▶ **Extracted entries**:

══════════════════════════════

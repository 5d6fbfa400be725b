//! Hierarchy navigation over the MeSH DAG.
//!
//! The tree is a DAG: a descriptor can have several parents inside one
//! category, so every traversal here is an iterative breadth-first walk with
//! a visited index. Each concept lands in a closure exactly once, at its
//! shortest hop distance from the start.

use ahash::AHashMap;
use serde::Serialize;
use std::collections::VecDeque;
use std::sync::Arc;
use tracing::{debug, warn};

use crate::cache::{CacheStats, SingleFlightCache};
use crate::{Category, ConceptId, Error, OntologyStore, PathCode, Result};

/// Candidate least common subsumer
#[derive(Debug, Clone, PartialEq, Eq, Hash, Serialize)]
pub enum Subsumer {
    Concept(ConceptId),
    /// The code-less top of a category: the two concepts share no tree prefix
    Top,
}

impl Subsumer {
    pub fn concept(&self) -> Option<&ConceptId> {
        match self {
            Subsumer::Concept(id) => Some(id),
            Subsumer::Top => None,
        }
    }
}

/// Result of an upward or downward traversal, start node included
#[derive(Debug, Clone)]
pub struct Closure {
    members: Vec<ConceptId>,
    distances: Vec<u32>,
    index: AHashMap<ConceptId, usize>,
}

impl Closure {
    fn traverse<F>(start: &ConceptId, mut next: F) -> Result<Self>
    where
        F: FnMut(&ConceptId) -> Result<Vec<ConceptId>>,
    {
        let mut closure = Closure {
            members: vec![start.clone()],
            distances: vec![0],
            index: AHashMap::new(),
        };
        closure.index.insert(start.clone(), 0);

        let mut queue = VecDeque::from([0usize]);
        while let Some(pos) = queue.pop_front() {
            let distance = closure.distances[pos] + 1;
            for neighbour in next(&closure.members[pos])? {
                if closure.index.contains_key(&neighbour) {
                    continue;
                }
                let slot = closure.members.len();
                closure.index.insert(neighbour.clone(), slot);
                closure.members.push(neighbour);
                closure.distances.push(distance);
                queue.push_back(slot);
            }
        }
        Ok(closure)
    }

    /// The concept the traversal started from
    #[inline]
    #[must_use]
    pub fn start(&self) -> &ConceptId {
        &self.members[0]
    }

    #[inline]
    #[must_use]
    pub fn contains(&self, id: &ConceptId) -> bool {
        self.index.contains_key(id)
    }

    /// Shortest number of edges from the start concept
    pub fn distance(&self, id: &ConceptId) -> Option<u32> {
        self.index.get(id).map(|&i| self.distances[i])
    }

    #[inline]
    #[must_use]
    pub fn len(&self) -> usize {
        self.members.len()
    }

    #[inline]
    #[must_use]
    pub fn is_empty(&self) -> bool {
        self.members.is_empty()
    }

    /// Members in breadth-first order
    #[inline]
    #[must_use]
    pub fn members(&self) -> &[ConceptId] {
        &self.members
    }

    pub fn iter(&self) -> impl Iterator<Item = (&ConceptId, u32)> {
        self.members.iter().zip(self.distances.iter().copied())
    }

    /// Members other than the start concept
    pub fn proper(&self) -> impl Iterator<Item = &ConceptId> {
        self.members.iter().skip(1)
    }
}

/// Read interface the similarity engines use to reach the hierarchy
pub trait Hierarchy: Send + Sync {
    fn categories(&self) -> &[Category];

    /// Whether `id` is a loaded concept of either kind
    fn contains(&self, id: &ConceptId) -> bool;

    fn parents_of(&self, id: &ConceptId, category: Category) -> Result<Vec<ConceptId>>;

    fn children_of(&self, id: &ConceptId, category: Category) -> Result<Vec<ConceptId>>;

    fn ancestor_closure(&self, id: &ConceptId, category: Category) -> Result<Arc<Closure>>;

    fn descendant_closure(&self, id: &ConceptId, category: Category) -> Result<Arc<Closure>>;

    /// Subsumer candidates from shared tree-code prefixes
    fn least_common_subsumers(&self, a: &ConceptId, b: &ConceptId, category: Category) -> Result<Vec<Subsumer>>;

    /// Subsumer candidates from intersecting ancestor closures
    fn common_ancestors(&self, a: &ConceptId, b: &ConceptId, category: Category) -> Result<Vec<Subsumer>>;

    fn main_headings(&self, category: Category) -> Result<Vec<ConceptId>>;

    fn frequency(&self, id: &ConceptId) -> Result<f64>;

    fn broader_of(&self, id: &ConceptId) -> Result<Vec<ConceptId>>;

    fn categories_of(&self, id: &ConceptId) -> Result<Vec<Category>>;
}

type ClosureKey = (Category, ConceptId);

══════════════════════════════

▶ **Task item**:
Output the first line of the entries above and every line after it, exactly as written, ending with the line that contains "from the start.".

▶ **Result**:
repository 5d6fbfa400be725b
//! Hierarchy navigation over the MeSH DAG.
//!
//! The tree is a DAG: a descriptor can have several parents inside one
//! category, so every traversal here is an iterative breadth-first walk with
//! a visited index. Each concept lands in a closure exactly once, at its
//! shortest hop distance from the start.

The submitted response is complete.